Os responsáveis pela segurança do governo de Rafael Fernandes procuravam, a todo custo, criminalizar a ação da oposição, fosse qual fosse. Acusações genéricas, desprovidas de provas, bastavam para indiciar, processar e prender. Mario Câmara, um interventor de Getúlio, foi acusado de orar pelo credo vermelho. De beneplácito com a subversão da Aliança Nacional Libertadora. Deixar correr frouxo os meetings e disseminar boletins subversivos por todos os quadrantes do Estado.51 A Carta de 34 deprevia a livre organização, direito de reunião, informação e partidária. A polícia potiguar operacionalizada, por João Medeiros e Enoch Garcia, considerava isso omissão criminosa. O interventor devia proibir os meetings, empastelar jornais e queimar os boletins, da Aliança, entenda-se. Estão no posto por vassalagem em relação suserania, para servir ordem e a legalidade partidária do rei . Aos amigos, tudo; aos inimigos, a perseguição, em nome da lei. Havia a aberta intenção dos partidários do Partido Popular Fernandes retirar de cena os indesejáveis opositores, partidários de Café Filho e Mário Câmara. Com esse escopo foram colocados no mesmo saco a serem confundidos com os comunistas. Opositores quais forem, são gente da mesma laia, comunista.

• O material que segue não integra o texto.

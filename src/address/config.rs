use derive_builder::Builder;
use serde::{Deserialize, Serialize};

use super::compiler::DEFAULT_SIZE_LIMIT;

/// Default cap on input length, in characters.
pub const DEFAULT_MAX_INPUT_LEN: usize = 1024;

/// Runtime options of an [`AddressParser`](super::AddressParser).
///
/// Deserializes from partial documents; missing keys take their defaults.
///
/// ```
/// use streetwise::address::ParserConfigBuilder;
///
/// let config = ParserConfigBuilder::default()
///     .max_input_len(256)
///     .build()
///     .unwrap();
/// assert!(config.uppercase_input);
/// ```
#[derive(Debug, Clone, PartialEq, Eq, Builder, Serialize, Deserialize)]
#[builder(default)]
#[serde(default)]
pub struct ParserConfig {
    /// Longer inputs are rejected without matching.
    pub max_input_len: usize,
    /// Upper-case input before matching so unmapped values come out
    /// upper-cased too.
    pub uppercase_input: bool,
    /// Compiled size limit for each grammar, in bytes.
    pub size_limit: usize,
}

impl Default for ParserConfig {
    fn default() -> Self {
        Self {
            max_input_len: DEFAULT_MAX_INPUT_LEN,
            uppercase_input: true,
            size_limit: DEFAULT_SIZE_LIMIT,
        }
    }
}
//! Output writers for aggregated data.
//!
//! This module handles reading and writing JSON on disk:
//! - Aggregated results wrapped in a versioned envelope
//! - Raw upstream payloads read for the commands

pub mod json;

// Re-export main functions
pub use json::{document_to_string, read_document, read_json_value, write_document};
impl JoinedRow {
    pub fn new(timestamp: i64) -> Self {
        Self {
            timestamp,
            date: timestamp.to_string(),
            fields: Vec::new(),
        }
    }

    /// Set `label`, last write wins
    pub fn set(&mut self, label: &str, value: f64) {
        match self.fields.iter_mut().find(|(l, _)| l == label) {
            Some((_, slot)) => *slot = value,
            None => self.fields.push((label.to_string(), value)),
        }
    }

    /// Add `value` onto `label`, starting from zero when the label is new
    pub fn add(&mut self, label: &str, value: f64) {
        match self.fields.iter_mut().find(|(l, _)| l == label) {
            Some((_, slot)) => *slot += value,
            None => self.fields.push((label.to_string(), value)),
        }
    }

    pub fn get(&self, label: &str) -> Option<f64> {
        self.fields
            .iter()
            .find(|(l, _)| l == label)
            .map(|(_, v)| *v)
    }

    /// Labels in insertion order
    pub fn labels(&self) -> impl Iterator<Item = &str> {
        self.fields.iter().map(|(l, _)| l.as_str())
    }

    pub fn fields(&self) -> &[(String, f64)] {
        &self.fields
    }

    pub fn len(&self) -> usize {
        self.fields.len()
    }

    pub fn is_empty(&self) -> bool {
        self.fields.is_empty()
    }
}

impl Serialize for JoinedRow {
    fn serialize<S: Serializer>(&self, serializer: S) -> Result<S::Ok, S::Error> {
        let date_label = self.get("date");
        let len = self.fields.len() + usize::from(date_label.is_none());
        let mut map = serializer.serialize_map(Some(len))?;
        match date_label {
            Some(value) => map.serialize_entry("date", &value)?,
            None => map.serialize_entry("date", &self.date)?,
        }
        for (label, value) in self.fields.iter().filter(|(l, _)| l != "date") {
            map.serialize_entry(label, value)?;
        }
        map.end()
    }
}

/// A breakdown leaf: a single aggregate, or a per-token split of it
#[derive(Debug, Clone, PartialEq)]
pub enum BreakdownLeaf {
    Number(f64),
    TokenMap(Vec<(String, f64)>),
}

impl BreakdownLeaf {
    /// Numeric value of the leaf; a token map contributes the sum of its tokens
    pub fn resolve(&self) -> f64 {
        match self {
            BreakdownLeaf::Number(n) => *n,
            BreakdownLeaf::TokenMap(tokens) => tokens.iter().map(|(_, v)| v).sum(),
        }
    }
}

/// Sub-protocol (version) entries under one chain, in upstream order
#[derive(Debug, Clone, PartialEq, Default)]
pub struct ChainSlice {
    pub chain: String,
    pub entries: Vec<(String, BreakdownLeaf)>,
}

/// All chains reported at one timestamp
#[derive(Debug, Clone, PartialEq, Default)]
pub struct BreakdownEntry {
    pub timestamp: i64,
    pub chains: Vec<ChainSlice>,
}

A guerrilha organizada por Manoel Torquato diferia do cangaço como a água do vinho. Na composição social. Nos objetivos. No procedimento com populares, nas vilas e povoados atacados. Diferenciada em forma e conteúdo. Bandidos e bandoleiros, do mundo rural, surgem em todas as latitudes, no mundo atrasado, feudal e do capitalismo tardio. Nas regiões mais distantes das conquistas da civilização, da presença do Estado. Um banditismo com feição social, sem, todavia, conotação política ou ideologia. Esses bandoleiros não lutam contra o governo, contra regimes, para mudar os sistemas de propriedade, muito menos. Lutam para sobreviver, tomar pelas armas, o que podem e como podem, nas condições estabelecidas.

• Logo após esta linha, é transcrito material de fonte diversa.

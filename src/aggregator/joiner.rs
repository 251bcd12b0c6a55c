//! Join independently fetched series into dated chart rows.
//!
//! The join is a left-outer union over timestamps: a timestamp reported by
//! only one series still gets a row, carrying just that series' label.
//! Missing labels are omitted, never zero-filled.

use crate::parser::schema::{JoinedRow, NamedSeries};
use log::debug;
use std::collections::HashMap;

/// Join named series into one row per distinct timestamp
///
/// **Public** - main entry point for chart joins
///
/// # Arguments
/// * `series` - Labelled series; `None` series (failed sources) are skipped
///
/// # Returns
/// Rows in first-insertion order of their timestamp. Series are processed in
/// the order given and points in input order; no numeric sort is applied.
/// A repeated `(timestamp, label)` keeps the last value written.
pub fn join_series(series: &[NamedSeries]) -> Vec<JoinedRow> {
    let mut rows: Vec<JoinedRow> = Vec::new();
    let mut row_index: HashMap<i64, usize> = HashMap::new();

    for named in series {
        let Some(points) = named.series.as_deref() else {
            debug!("Series {} is absent, skipping", named.label);
            continue;
        };

        for point in points {
            let idx = *row_index.entry(point.timestamp).or_insert_with(|| {
                rows.push(JoinedRow::new(point.timestamp));
                rows.len() - 1
            });
            rows[idx].set(&named.label, point.value);
        }
    }

    debug!("Joined {} series into {} rows", series.len(), rows.len());

    rows
}

/// Join and then order rows by numeric timestamp
///
/// **Public** - convenience for callers that did not pre-sort their series
pub fn join_series_sorted(series: &[NamedSeries]) -> Vec<JoinedRow> {
    let mut rows = join_series(series);
    rows.sort_by_key(|row| row.timestamp);
    rows
}
//! Lenient field decoding for upstream metric payloads.
//!
//! Upstream APIs are loosely typed: numbers arrive as strings, lists arrive
//! as `null`, whole sub-objects go missing. These helpers coerce what can be
//! coerced and turn everything else into "absent" instead of failing the
//! whole payload.

use super::schema::TimePoint;
use log::debug;
use serde::{Deserialize, Deserializer};
use serde_json::Value;
use std::collections::BTreeMap;

/// Keep a float only if it is finite
pub fn finite(value: f64) -> Option<f64> {
    value.is_finite().then_some(value)
}

/// Coerce a JSON value to a finite number.
///
/// Numbers pass through, numeric strings are parsed after trimming (an
/// empty string is `0`, unsigned `0x`/`0o`/`0b` literals are read in their
/// radix) and booleans become `1`/`0`.
/// `null`, objects, arrays and anything that coerces to NaN or an infinity
/// are absent.
pub fn to_finite(value: &Value) -> Option<f64> {
    match value {
        Value::Number(n) => n.as_f64().and_then(finite),
        Value::String(s) => {
            let trimmed = s.trim();
            if trimmed.is_empty() {
                Some(0.0)
            } else if let Some(value) = parse_radix_literal(trimmed) {
                finite(value)
            } else {
                trimmed.parse::<f64>().ok().and_then(finite)
            }
        }
        Value::Bool(b) => Some(if *b { 1.0 } else { 0.0 }),
        Value::Null | Value::Array(_) | Value::Object(_) => None,
    }
}

/// Read `0x1A`, `0o17` or `0b101`; `None` for anything else
fn parse_radix_literal(s: &str) -> Option<f64> {
    let radix = match s.get(..2)? {
        "0x" | "0X" => 16,
        "0o" | "0O" => 8,
        "0b" | "0B" => 2,
        _ => return None,
    };
    let digits = &s[2..];
    if digits.is_empty() {
        return None;
    }
    digits.chars().try_fold(0.0_f64, |acc, c| {
        c.to_digit(radix).map(|d| acc * f64::from(radix) + f64::from(d))
    })
}

/// Coerce a JSON value to an integer unix timestamp
pub fn to_timestamp(value: &Value) -> Option<i64> {
    to_finite(value).map(|ts| ts.trunc() as i64)
}

/// `deserialize_with` target for optional numeric fields
pub fn f64_opt<'de, D>(deserializer: D) -> Result<Option<f64>, D::Error>
where
    D: Deserializer<'de>,
{
    let raw = Option::<Value>::deserialize(deserializer)?;
    Ok(raw.as_ref().and_then(to_finite))
}

/// `deserialize_with` target for lists that may arrive as `null`
pub fn vec_or_empty<'de, D, T>(deserializer: D) -> Result<Vec<T>, D::Error>
where
    D: Deserializer<'de>,
    T: Deserialize<'de>,
{
    Ok(Option::<Vec<T>>::deserialize(deserializer)?.unwrap_or_default())
}

/// `deserialize_with` target for string lists; non-string members are dropped
pub fn strings<'de, D>(deserializer: D) -> Result<Vec<String>, D::Error>
where
    D: Deserializer<'de>,
{
    let raw = Option::<Value>::deserialize(deserializer)?;
    Ok(match raw {
        Some(Value::Array(items)) => items
            .into_iter()
            .filter_map(|item| match item {
                Value::String(s) => Some(s),
                _ => None,
            })
            .collect(),
        _ => Vec::new(),
    })
}

/// `deserialize_with` target for `{ key: text }` maps such as methodology
pub fn text_map<'de, D>(deserializer: D) -> Result<BTreeMap<String, String>, D::Error>
where
    D: Deserializer<'de>,
{
    let raw = Option::<Value>::deserialize(deserializer)?;
    Ok(match raw {
        Some(Value::Object(obj)) => obj
            .into_iter()
            .filter_map(|(k, v)| match v {
                Value::String(s) => Some((k, s)),
                _ => None,
            })
            .collect(),
        _ => BTreeMap::new(),
    })
}

/// `deserialize_with` target for `{ chain: { subProtocol: number } }` maps
pub fn nested_numbers<'de, D>(
    deserializer: D,
) -> Result<Option<BTreeMap<String, BTreeMap<String, f64>>>, D::Error>
where
    D: Deserializer<'de>,
{
    let raw = Option::<Value>::deserialize(deserializer)?;
    let Some(Value::Object(outer)) = raw else {
        return Ok(None);
    };

    let mut result = BTreeMap::new();
    for (chain, inner) in outer {
        let Value::Object(inner) = inner else {
            continue;
        };
        let values: BTreeMap<String, f64> = inner
            .iter()
            .filter_map(|(name, v)| to_finite(v).map(|n| (name.clone(), n)))
            .collect();
        result.insert(chain, values);
    }
    Ok(Some(result))
}

/// `deserialize_with` target for `[[timestamp, value], ...]` charts.
///
/// Points whose timestamp or value does not coerce are dropped.
pub fn time_points<'de, D>(deserializer: D) -> Result<Vec<TimePoint>, D::Error>
where
    D: Deserializer<'de>,
{
    let raw = Option::<Value>::deserialize(deserializer)?;
    Ok(raw.as_ref().map(time_points_from_value).unwrap_or_default())
}

/// Decode a chart value, skipping malformed points
pub fn time_points_from_value(raw: &Value) -> Vec<TimePoint> {
    let Value::Array(points) = raw else {
        return Vec::new();
    };

    let decoded: Vec<TimePoint> = points
        .iter()
        .filter_map(|point| match point {
            Value::Array(pair) if pair.len() >= 2 => {
                Some(TimePoint::new(to_timestamp(&pair[0])?, to_finite(&pair[1])?))
            }
            _ => None,
        })
        .collect();

    if decoded.len() != points.len() {
        debug!(
            "Dropped {} malformed chart points",
            points.len() - decoded.len()
        );
    }

    decoded
}

#[cfg(test)]
mod tests {
    use super::*;
    use serde_json::json;

    #[test]
    fn test_to_finite_number_semantics() {
        assert_eq!(to_finite(&json!(12.5)), Some(12.5));
        assert_eq!(to_finite(&json!(" 42 ")), Some(42.0));
        assert_eq!(to_finite(&json!("")), Some(0.0));
        assert_eq!(to_finite(&json!(true)), Some(1.0));
        assert_eq!(to_finite(&json!("abc")), None);
        assert_eq!(to_finite(&json!("Infinity")), None);
        assert_eq!(to_finite(&json!(null)), None);
        assert_eq!(to_finite(&json!({"a": 1})), None);
    }

    #[test]
    fn test_to_finite_radix_literals() {
        assert_eq!(to_finite(&json!("0x1A")), Some(26.0));
        assert_eq!(to_finite(&json!(" 0B101 ")), Some(5.0));
        assert_eq!(to_finite(&json!("0o17")), Some(15.0));
        assert_eq!(to_finite(&json!("0x")), None);
        assert_eq!(to_finite(&json!("0x1G")), None);
        assert_eq!(to_finite(&json!("-0x1A")), None);
    }

    #[test]
    fn test_time_points_skip_malformed() {
        let raw = json!([[1, 10], ["2", "20"], [3], "x", [4, "nope"]]);
        let points = time_points_from_value(&raw);
        assert_eq!(points, vec![TimePoint::new(1, 10.0), TimePoint::new(2, 20.0)]);
    }
}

A guerrilha do Vale do Açu foi protagonizada pelos comunistas, camponeses e operários, salineiros, ferroviários, recrutados na luta, com ligação orgânica partidária do PCB em Mossoró. Daí parte a decisão da deflagração da guerrilha, para dar o primeiro passo da marcha revolucionária, por que a revolução Nacional Libertadora estava a caminho.

Manoel Torquato contou com a ajuda teórica do rábula Miguel Moreira, para escrever boletins e comunicados. Nas invasões dos povoados e fazendas, eram distribuídos durante ou após os rápidos discursos. Os guerrilheiros solicitavam e recolhiam donativos. Requisitavam as armas e munições e sumiam com a mesma rapidez com que chegavam. Por vezes, passavam semanas, meses, sem aparição ou comunicação com o Partido.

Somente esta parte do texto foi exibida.